But 30 years later, say the phrase “Schoolhouse Rock” to me and I can sing you songs like “I’m Just a Bill” and “Conjunction Junction” verbatim, and describe exactly what was happening onscreen at almost every moment. Those animated musical shorts, which aired as interstitials during ABC’s Saturday morning cartoon lineup, are as indelible and heartwarming as they were when I first discovered them.

There are now several generations that have no idea what the hell I’m talking about. But back in the early ’80s, my life revolved around racing downstairs each week for Saturday cartoons, and eagerly awaiting that glorious moment in between ABC’s lineup of Super Friends, Scooby-Doo, Richie Rich and The Fonz and Happy Days Gang (no, I am not making that last one up), when that famous intro would kick in—“As your body grows bigger/Your mind must flower/It’s great to learn/’Cause knowledge is power!”—and I’d get treated to another euphoric three-minute dose of Schoolhouse Rock.

Schoolhouse Rock (the songs were often folk rock, but also an intoxicating blend of several genres, including funk, pop, and country) aired regularly from 1973-1985, and was later revived in the ’90s. I’m one of the millions for whom it still holds a special place in my heart, which is why I’ll be watching ABC’s new retrospective on Sunday (7 p.m. ET/PT), The ABC’s of Schoolhouse Rock, hosted by Chandra Wilson.

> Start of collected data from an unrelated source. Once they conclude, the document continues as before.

//! Minimal TCP echo server, handy as a demo backend for lazyproxy
//!
//! Environment variables:
//! - PORT: Port to listen on (required, set by lazyproxy from --forward)
//! - STARTUP_DELAY_MS: Delay before the listener is opened (default: 0)

use std::env;
use std::time::Duration;
use tokio::io::{AsyncReadExt, AsyncWriteExt};
use tokio::net::{TcpListener, TcpStream};

#[tokio::main]
async fn main() -> anyhow::Result<()> {
    let port: u16 = env::var("PORT")
        .map_err(|_| anyhow::anyhow!("PORT environment variable required"))?
        .parse()
        .map_err(|e| anyhow::anyhow!("PORT must be a valid port number: {}", e))?;

    let startup_delay: u64 = env::var("STARTUP_DELAY_MS")
        .ok()
        .and_then(|v| v.parse().ok())
        .unwrap_or(0);

    if startup_delay > 0 {
        eprintln!("echo-backend: sleeping for {}ms before listening", startup_delay);
        tokio::time::sleep(Duration::from_millis(startup_delay)).await;
    }

    let listener = TcpListener::bind(("127.0.0.1", port)).await?;
    eprintln!("echo-backend: listening on port {} (pid {})", port, std::process::id());

    loop {
        match listener.accept().await {
            Ok((stream, _)) => {
                tokio::spawn(echo(stream));
            }
            Err(e) => {
                eprintln!("echo-backend: accept error: {}", e);
            }
        }
    }
}

async fn echo(mut stream: TcpStream) {
    let mut buf = [0u8; 4096];
    loop {
        let n = match stream.read(&mut buf).await {
            Ok(0) | Err(_) => return,
            Ok(n) => n,
        };
        if stream.write_all(&buf[..n]).await.is_err() {
            return;
        }
    }
}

The special seems a bit tardy—Schoolhouse launched in early 1973, so its big 40th anniversary was last year—but with school back in session, it’s still an ideal time to reflect on the show’s lasting legacy. While it doesn’t often get its due, Schoolhouse Rock was every bit Sesame Street’s equal in lovingly shaping the minds of us kids who grew up in the ’70s and ’80s.

In fact, there’s no need to wait for ABC to take you down memory lane on Sunday: you can find all your favorite Schoolhouse songs right now on YouTube. (My top five: “Three is a Magic Number,” “I’m Just a Bill,” “Electricity, Electricity,” “Interjections!” and “Conjunction Junction.”) Instead of waiting weeks or months for your favorite songs to rerun, like we used to do, they’re all there for your immediate enjoyment.

It’s no accident that the songs remain burrowed in my brain—and probably yours as well—after all these years. Schoolhouse was the brainchild of ad agency exec David McCall, who noticed that one of his sons had trouble remembering his multiplication tables, yet knew all the words to the latest songs from the Rolling Stones and Grateful Dead. He commissioned singer-songwriter Bob Dorough to set the multiplication tables to a rock music song.

The result was “Three is a Magic Number,” still my favorite Schoolhouse song. It effortlessly combined a catchy tune, an emotional arc and a surprisingly easy way to remember multiples of three. The song was so marvelous, the decision was made to add animation and pitch it to networks. ABC snapped it up, and launched Schoolhouse Rock, rolling out the songs by themes: “Multiplication Rock,” followed by “Grammar Rock,” “America Rock,” “Science Rock,” “Computer Rock” and during its ’90s revival, “Money Rock.”

Each song was a perfectly constructed Trojan horse: it was entertaining and infectious, while clandestinely packing an astonishing amount of information about lessons about word usage (“Verb: That’s What’s Happenin’”), America’s expansion (“Elbow Room”), women’s rights (“Sufferin Till Sufferage”), health (“The Body Machine”), the solar system (“Interplanet Janet”) and much, much more.

Like nothing before it, Schoolhouse Rock made learning fun and effortless. Multiplication tables were suddenly a breeze thanks to songs like “Lucky Seven Sampson,” while “The Preamble” was essential for anyone who had to memorize the Preamble to the Constitution in school. “I’m Just a Bill” is so concise and catchy that my high school U.S. History teacher played it in class to explain exactly how a bill becomes a law.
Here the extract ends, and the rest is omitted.